Records for the exercise below:

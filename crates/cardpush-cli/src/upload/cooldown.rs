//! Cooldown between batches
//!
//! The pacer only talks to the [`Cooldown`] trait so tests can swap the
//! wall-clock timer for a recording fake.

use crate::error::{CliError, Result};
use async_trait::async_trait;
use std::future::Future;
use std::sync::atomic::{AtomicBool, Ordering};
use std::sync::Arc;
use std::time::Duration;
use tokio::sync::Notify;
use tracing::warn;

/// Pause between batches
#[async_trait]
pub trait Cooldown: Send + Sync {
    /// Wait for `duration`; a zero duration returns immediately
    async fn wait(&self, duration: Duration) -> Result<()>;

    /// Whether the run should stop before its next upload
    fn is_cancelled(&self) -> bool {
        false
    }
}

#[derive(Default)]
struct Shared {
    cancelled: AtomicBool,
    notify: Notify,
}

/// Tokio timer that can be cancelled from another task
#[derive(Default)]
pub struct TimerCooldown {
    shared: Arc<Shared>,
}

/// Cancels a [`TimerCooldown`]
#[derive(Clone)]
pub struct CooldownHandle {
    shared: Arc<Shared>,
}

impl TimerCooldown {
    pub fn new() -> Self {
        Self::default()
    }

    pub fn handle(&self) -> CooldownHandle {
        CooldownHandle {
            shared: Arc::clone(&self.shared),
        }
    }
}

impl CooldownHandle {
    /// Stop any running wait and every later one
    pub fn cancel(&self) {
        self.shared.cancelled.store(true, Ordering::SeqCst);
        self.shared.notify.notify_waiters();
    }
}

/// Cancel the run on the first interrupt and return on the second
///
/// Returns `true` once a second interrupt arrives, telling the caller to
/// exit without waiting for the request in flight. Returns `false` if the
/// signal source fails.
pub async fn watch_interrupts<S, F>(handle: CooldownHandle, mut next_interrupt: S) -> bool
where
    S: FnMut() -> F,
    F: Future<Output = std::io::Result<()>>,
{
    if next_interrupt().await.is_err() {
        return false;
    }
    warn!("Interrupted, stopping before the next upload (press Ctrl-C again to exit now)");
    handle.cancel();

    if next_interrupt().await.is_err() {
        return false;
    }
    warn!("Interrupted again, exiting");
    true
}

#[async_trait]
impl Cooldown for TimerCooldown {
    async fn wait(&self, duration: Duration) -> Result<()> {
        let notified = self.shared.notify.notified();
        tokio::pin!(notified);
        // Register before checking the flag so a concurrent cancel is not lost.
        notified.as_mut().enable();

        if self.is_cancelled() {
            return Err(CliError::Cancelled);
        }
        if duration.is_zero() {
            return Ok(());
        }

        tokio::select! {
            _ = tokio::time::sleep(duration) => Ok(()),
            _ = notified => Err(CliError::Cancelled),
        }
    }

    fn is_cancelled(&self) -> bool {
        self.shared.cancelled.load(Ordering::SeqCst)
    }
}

End of Records for the exercise.
Records for the exercise below:

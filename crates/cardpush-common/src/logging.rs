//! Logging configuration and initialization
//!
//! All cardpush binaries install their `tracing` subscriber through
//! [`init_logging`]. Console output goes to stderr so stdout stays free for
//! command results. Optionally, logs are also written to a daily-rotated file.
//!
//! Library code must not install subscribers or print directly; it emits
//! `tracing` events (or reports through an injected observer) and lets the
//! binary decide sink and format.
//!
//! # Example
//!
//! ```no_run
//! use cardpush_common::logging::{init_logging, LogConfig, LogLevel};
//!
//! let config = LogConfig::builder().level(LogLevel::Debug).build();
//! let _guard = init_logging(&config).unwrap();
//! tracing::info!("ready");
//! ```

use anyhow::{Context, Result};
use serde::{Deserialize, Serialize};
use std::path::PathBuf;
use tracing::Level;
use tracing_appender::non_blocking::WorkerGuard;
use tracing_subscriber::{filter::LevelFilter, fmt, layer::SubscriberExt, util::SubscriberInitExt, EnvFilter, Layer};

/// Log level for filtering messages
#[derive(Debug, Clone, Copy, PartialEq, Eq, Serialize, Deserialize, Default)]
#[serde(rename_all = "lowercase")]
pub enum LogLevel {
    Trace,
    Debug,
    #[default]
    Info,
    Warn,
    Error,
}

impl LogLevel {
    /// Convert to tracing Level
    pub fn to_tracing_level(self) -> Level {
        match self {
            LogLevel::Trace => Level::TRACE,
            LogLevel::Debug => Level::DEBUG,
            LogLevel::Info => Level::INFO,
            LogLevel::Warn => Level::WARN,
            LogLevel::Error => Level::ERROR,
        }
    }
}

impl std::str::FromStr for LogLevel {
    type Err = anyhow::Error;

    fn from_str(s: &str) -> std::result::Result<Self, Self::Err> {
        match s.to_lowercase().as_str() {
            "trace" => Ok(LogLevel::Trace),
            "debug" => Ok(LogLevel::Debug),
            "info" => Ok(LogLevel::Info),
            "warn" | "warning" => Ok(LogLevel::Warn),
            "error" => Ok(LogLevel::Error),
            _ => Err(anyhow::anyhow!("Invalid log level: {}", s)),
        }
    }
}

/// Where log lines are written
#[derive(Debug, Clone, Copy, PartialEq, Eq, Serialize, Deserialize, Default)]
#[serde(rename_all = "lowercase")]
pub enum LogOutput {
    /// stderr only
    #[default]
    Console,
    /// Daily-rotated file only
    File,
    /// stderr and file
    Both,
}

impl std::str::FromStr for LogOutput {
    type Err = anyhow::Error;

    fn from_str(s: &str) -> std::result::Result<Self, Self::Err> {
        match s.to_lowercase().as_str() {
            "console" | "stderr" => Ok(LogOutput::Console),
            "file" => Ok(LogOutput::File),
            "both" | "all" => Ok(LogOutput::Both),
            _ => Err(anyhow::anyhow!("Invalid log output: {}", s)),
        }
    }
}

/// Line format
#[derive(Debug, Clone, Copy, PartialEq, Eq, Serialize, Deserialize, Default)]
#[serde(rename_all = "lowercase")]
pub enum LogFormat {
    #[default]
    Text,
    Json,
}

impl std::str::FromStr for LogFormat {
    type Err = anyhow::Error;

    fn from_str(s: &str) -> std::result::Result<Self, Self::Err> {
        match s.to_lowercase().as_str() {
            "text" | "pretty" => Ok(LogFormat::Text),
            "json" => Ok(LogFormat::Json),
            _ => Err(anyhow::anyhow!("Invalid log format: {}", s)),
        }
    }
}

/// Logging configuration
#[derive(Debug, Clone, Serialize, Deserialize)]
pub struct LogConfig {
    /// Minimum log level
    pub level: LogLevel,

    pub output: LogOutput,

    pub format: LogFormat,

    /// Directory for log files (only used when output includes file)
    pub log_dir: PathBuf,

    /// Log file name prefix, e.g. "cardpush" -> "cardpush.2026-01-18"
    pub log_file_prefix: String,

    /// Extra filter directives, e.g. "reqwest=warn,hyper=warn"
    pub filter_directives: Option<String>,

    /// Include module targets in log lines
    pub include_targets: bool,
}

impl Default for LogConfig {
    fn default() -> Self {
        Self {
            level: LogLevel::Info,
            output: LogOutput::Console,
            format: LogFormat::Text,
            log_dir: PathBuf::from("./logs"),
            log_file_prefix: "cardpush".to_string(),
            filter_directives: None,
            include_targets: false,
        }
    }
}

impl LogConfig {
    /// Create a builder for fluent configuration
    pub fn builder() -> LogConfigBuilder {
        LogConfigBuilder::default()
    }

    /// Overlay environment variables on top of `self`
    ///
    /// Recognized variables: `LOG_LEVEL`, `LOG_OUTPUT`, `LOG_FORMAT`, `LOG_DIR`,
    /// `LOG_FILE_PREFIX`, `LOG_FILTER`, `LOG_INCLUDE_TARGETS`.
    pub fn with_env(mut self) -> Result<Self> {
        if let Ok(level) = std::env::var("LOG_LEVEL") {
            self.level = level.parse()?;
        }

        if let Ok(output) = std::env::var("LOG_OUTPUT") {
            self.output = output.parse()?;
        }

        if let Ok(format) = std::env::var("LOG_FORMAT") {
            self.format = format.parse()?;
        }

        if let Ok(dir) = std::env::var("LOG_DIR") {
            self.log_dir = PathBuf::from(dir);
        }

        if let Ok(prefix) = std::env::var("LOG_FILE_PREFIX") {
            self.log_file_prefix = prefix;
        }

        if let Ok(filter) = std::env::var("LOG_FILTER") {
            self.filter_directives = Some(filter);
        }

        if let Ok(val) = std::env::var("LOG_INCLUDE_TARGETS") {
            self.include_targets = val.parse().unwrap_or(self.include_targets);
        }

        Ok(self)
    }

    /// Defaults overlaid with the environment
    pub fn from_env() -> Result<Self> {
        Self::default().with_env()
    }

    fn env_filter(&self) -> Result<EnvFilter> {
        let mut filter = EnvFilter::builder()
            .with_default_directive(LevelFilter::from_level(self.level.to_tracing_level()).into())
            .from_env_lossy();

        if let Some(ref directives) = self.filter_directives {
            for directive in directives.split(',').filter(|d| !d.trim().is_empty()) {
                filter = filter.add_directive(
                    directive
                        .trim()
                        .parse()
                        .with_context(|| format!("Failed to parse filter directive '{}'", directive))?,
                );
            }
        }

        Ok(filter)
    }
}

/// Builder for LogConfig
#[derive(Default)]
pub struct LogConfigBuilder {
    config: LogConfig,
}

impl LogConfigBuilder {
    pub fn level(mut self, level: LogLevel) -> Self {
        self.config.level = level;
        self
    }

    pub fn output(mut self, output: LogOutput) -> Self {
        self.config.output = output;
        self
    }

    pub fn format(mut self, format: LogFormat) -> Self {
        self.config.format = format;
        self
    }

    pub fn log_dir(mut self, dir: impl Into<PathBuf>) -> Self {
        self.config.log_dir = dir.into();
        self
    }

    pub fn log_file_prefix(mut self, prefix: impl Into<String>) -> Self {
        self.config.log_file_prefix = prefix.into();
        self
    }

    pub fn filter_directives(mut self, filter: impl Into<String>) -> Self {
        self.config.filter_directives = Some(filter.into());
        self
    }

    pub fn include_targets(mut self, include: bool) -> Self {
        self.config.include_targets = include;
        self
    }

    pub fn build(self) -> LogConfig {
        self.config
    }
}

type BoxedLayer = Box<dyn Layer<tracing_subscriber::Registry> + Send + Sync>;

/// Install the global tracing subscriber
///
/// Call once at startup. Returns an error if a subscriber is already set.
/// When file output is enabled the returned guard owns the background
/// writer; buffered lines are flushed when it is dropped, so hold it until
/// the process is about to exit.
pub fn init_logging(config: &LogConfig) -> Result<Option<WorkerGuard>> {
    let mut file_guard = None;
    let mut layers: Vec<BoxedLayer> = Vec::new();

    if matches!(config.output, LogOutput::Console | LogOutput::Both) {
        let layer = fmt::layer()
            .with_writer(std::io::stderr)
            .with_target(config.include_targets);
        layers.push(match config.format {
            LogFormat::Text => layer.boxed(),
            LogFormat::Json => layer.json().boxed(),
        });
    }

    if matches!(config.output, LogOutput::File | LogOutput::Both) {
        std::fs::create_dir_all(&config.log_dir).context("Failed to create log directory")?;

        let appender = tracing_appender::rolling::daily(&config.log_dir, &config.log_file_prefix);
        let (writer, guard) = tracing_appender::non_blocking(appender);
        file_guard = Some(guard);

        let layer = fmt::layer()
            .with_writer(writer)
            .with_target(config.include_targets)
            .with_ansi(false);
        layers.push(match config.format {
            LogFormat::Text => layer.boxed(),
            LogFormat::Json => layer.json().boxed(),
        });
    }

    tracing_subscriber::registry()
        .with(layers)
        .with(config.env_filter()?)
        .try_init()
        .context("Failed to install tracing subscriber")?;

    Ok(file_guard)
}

End of Records for the exercise.

## Exercise objective:
Among the entries above, how many lines contain the string "Both"? Only the number should be given.

## Output of the exercise:
4